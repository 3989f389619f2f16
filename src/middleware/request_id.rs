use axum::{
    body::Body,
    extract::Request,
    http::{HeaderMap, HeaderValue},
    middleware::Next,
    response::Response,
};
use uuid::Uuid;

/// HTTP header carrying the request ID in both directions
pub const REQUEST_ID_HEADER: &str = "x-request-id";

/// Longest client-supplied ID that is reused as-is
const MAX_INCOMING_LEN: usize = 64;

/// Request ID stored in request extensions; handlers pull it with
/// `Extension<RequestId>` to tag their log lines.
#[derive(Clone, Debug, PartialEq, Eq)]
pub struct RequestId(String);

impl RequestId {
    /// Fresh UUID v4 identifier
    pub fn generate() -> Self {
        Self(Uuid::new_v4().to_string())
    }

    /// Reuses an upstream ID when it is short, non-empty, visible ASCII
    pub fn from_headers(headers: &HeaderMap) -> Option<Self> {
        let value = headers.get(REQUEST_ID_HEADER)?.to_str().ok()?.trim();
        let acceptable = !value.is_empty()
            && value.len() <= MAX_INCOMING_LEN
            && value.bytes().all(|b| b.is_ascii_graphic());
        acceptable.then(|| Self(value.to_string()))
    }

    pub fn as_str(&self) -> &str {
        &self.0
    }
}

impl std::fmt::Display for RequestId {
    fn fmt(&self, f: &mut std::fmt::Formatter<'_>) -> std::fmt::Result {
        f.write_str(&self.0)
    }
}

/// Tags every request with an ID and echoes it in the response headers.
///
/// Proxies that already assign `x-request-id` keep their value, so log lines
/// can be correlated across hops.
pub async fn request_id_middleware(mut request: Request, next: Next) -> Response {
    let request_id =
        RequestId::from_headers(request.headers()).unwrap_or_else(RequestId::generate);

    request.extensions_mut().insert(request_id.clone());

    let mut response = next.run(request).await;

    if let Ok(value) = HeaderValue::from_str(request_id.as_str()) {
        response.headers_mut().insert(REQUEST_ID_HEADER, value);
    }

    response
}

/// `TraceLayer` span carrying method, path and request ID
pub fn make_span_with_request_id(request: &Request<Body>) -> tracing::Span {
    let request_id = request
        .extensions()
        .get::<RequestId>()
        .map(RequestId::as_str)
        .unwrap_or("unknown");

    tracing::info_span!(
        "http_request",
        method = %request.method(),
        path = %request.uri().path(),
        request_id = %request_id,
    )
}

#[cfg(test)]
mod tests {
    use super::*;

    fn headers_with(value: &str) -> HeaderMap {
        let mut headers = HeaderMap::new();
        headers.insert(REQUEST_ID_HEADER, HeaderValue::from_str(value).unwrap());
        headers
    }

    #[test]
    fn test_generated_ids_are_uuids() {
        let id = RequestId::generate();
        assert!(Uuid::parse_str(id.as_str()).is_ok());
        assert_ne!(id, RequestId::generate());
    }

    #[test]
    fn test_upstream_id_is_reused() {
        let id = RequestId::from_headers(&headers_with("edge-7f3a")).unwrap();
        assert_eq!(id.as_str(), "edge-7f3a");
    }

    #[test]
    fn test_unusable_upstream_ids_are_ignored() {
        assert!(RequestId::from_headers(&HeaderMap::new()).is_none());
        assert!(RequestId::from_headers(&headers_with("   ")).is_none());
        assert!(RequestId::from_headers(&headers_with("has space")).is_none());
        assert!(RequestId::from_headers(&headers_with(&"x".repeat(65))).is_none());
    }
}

^^^^^^^^

### Exercise aim
The records above must each be restated exactly as they stand.

### Task answer
repository 3989f389619f2f16
filename src/middleware/request_id.rs
use axum::{
    body::Body,
    extract::Request,
    http::{HeaderMap, HeaderValue},
    middleware::Next,
    response::Response,
};
use uuid::Uuid;

/// HTTP header carrying the request ID in both directions
pub const REQUEST_ID_HEADER: &str = "x-request-id";

/// Longest client-supplied ID that is reused as-is
const MAX_INCOMING_LEN: usize = 64;

/// Request ID stored in request extensions; handlers pull it with
/// `Extension<RequestId>` to tag their log lines.
#[derive(Clone, Debug, PartialEq, Eq)]
pub struct RequestId(String);

impl RequestId {
    /// Fresh UUID v4 identifier
    pub fn generate() -> Self {
        Self(Uuid::new_v4().to_string())
    }

    /// Reuses an upstream ID when it is short, non-empty, visible ASCII
    pub fn from_headers(headers: &HeaderMap) -> Option<Self> {
        let value = headers.get(REQUEST_ID_HEADER)?.to_str().ok()?.trim();
        let acceptable = !value.is_empty()
            && value.len() <= MAX_INCOMING_LEN
            && value.bytes().all(|b| b.is_ascii_graphic());
        acceptable.then(|| Self(value.to_string()))
    }

    pub fn as_str(&self) -> &str {
        &self.0
    }
}

impl std::fmt::Display for RequestId {
    fn fmt(&self, f: &mut std::fmt::Formatter<'_>) -> std::fmt::Result {
        f.write_str(&self.0)
    }
}

/// Tags every request with an ID and echoes it in the response headers.
///
/// Proxies that already assign `x-request-id` keep their value, so log lines
/// can be correlated across hops.
pub async fn request_id_middleware(mut request: Request, next: Next) -> Response {
    let request_id =
        RequestId::from_headers(request.headers()).unwrap_or_else(RequestId::generate);

    request.extensions_mut().insert(request_id.clone());

    let mut response = next.run(request).await;

    if let Ok(value) = HeaderValue::from_str(request_id.as_str()) {
        response.headers_mut().insert(REQUEST_ID_HEADER, value);
    }

    response
}

/// `TraceLayer` span carrying method, path and request ID
pub fn make_span_with_request_id(request: &Request<Body>) -> tracing::Span {
    let request_id = request
        .extensions()
        .get::<RequestId>()
        .map(RequestId::as_str)
        .unwrap_or("unknown");

    tracing::info_span!(
        "http_request",
        method = %request.method(),
        path = %request.uri().path(),
        request_id = %request_id,
    )
}

#[cfg(test)]
mod tests {
    use super::*;

    fn headers_with(value: &str) -> HeaderMap {
        let mut headers = HeaderMap::new();
        headers.insert(REQUEST_ID_HEADER, HeaderValue::from_str(value).unwrap());
        headers
    }

    #[test]
    fn test_generated_ids_are_uuids() {
        let id = RequestId::generate();
        assert!(Uuid::parse_str(id.as_str()).is_ok());
        assert_ne!(id, RequestId::generate());
    }

    #[test]
    fn test_upstream_id_is_reused() {
        let id = RequestId::from_headers(&headers_with("edge-7f3a")).unwrap();
        assert_eq!(id.as_str(), "edge-7f3a");
    }

    #[test]
    fn test_unusable_upstream_ids_are_ignored() {
        assert!(RequestId::from_headers(&HeaderMap::new()).is_none());
        assert!(RequestId::from_headers(&headers_with("   ")).is_none());
        assert!(RequestId::from_headers(&headers_with("has space")).is_none());
        assert!(RequestId::from_headers(&headers_with(&"x".repeat(65))).is_none());
    }
}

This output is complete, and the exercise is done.